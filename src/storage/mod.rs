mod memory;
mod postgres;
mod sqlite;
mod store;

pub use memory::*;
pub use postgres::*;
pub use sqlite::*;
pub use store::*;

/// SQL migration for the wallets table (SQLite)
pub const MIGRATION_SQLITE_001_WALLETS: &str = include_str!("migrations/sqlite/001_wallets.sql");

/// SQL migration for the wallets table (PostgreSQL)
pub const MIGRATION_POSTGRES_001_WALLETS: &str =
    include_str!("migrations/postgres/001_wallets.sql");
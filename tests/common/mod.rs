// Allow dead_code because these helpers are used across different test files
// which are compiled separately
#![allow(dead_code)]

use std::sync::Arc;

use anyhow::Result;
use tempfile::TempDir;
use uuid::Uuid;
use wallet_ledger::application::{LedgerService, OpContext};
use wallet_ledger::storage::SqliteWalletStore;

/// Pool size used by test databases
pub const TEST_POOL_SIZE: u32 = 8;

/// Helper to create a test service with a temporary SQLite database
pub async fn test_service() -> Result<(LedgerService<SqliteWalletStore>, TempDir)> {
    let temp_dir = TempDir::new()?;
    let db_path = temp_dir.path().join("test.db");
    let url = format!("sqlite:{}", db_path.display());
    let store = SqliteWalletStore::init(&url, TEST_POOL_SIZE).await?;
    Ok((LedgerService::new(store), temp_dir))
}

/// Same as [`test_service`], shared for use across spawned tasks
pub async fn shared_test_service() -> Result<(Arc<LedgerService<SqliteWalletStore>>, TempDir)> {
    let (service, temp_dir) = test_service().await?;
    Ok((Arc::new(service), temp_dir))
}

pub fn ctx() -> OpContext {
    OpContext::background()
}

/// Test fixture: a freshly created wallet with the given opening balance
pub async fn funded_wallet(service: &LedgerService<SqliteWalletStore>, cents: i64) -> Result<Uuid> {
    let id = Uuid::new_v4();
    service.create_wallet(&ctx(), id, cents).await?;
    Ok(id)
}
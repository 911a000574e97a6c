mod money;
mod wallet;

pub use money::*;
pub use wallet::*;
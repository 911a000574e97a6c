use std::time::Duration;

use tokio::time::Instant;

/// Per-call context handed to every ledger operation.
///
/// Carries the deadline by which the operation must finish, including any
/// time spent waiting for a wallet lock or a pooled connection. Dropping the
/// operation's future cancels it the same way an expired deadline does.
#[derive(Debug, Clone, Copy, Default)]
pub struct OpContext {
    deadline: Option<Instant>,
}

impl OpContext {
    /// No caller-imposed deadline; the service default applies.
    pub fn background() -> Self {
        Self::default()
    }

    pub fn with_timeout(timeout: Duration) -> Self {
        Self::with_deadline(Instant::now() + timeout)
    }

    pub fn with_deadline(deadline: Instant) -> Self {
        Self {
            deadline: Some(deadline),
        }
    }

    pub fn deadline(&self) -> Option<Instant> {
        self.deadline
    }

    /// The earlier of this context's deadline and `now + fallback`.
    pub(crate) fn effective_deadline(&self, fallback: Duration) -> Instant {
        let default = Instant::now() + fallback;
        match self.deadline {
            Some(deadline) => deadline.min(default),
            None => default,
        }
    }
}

* * *

> [What the task requires] Please write out the material word for word from its first line through the line holding "use uuid::Uuid;", including both, and no line past it.

> [Answer box]
filename src/storage/mod.rs
mod memory;
mod postgres;
mod sqlite;
mod store;

pub use memory::*;
pub use postgres::*;
pub use sqlite::*;
pub use store::*;

/// SQL migration for the wallets table (SQLite)
pub const MIGRATION_SQLITE_001_WALLETS: &str = include_str!("migrations/sqlite/001_wallets.sql");

/// SQL migration for the wallets table (PostgreSQL)
pub const MIGRATION_POSTGRES_001_WALLETS: &str =
    include_str!("migrations/postgres/001_wallets.sql");
filename tests/common/mod.rs
// Allow dead_code because these helpers are used across different test files
// which are compiled separately
#![allow(dead_code)]

use std::sync::Arc;

use anyhow::Result;
use tempfile::TempDir;
use uuid::Uuid;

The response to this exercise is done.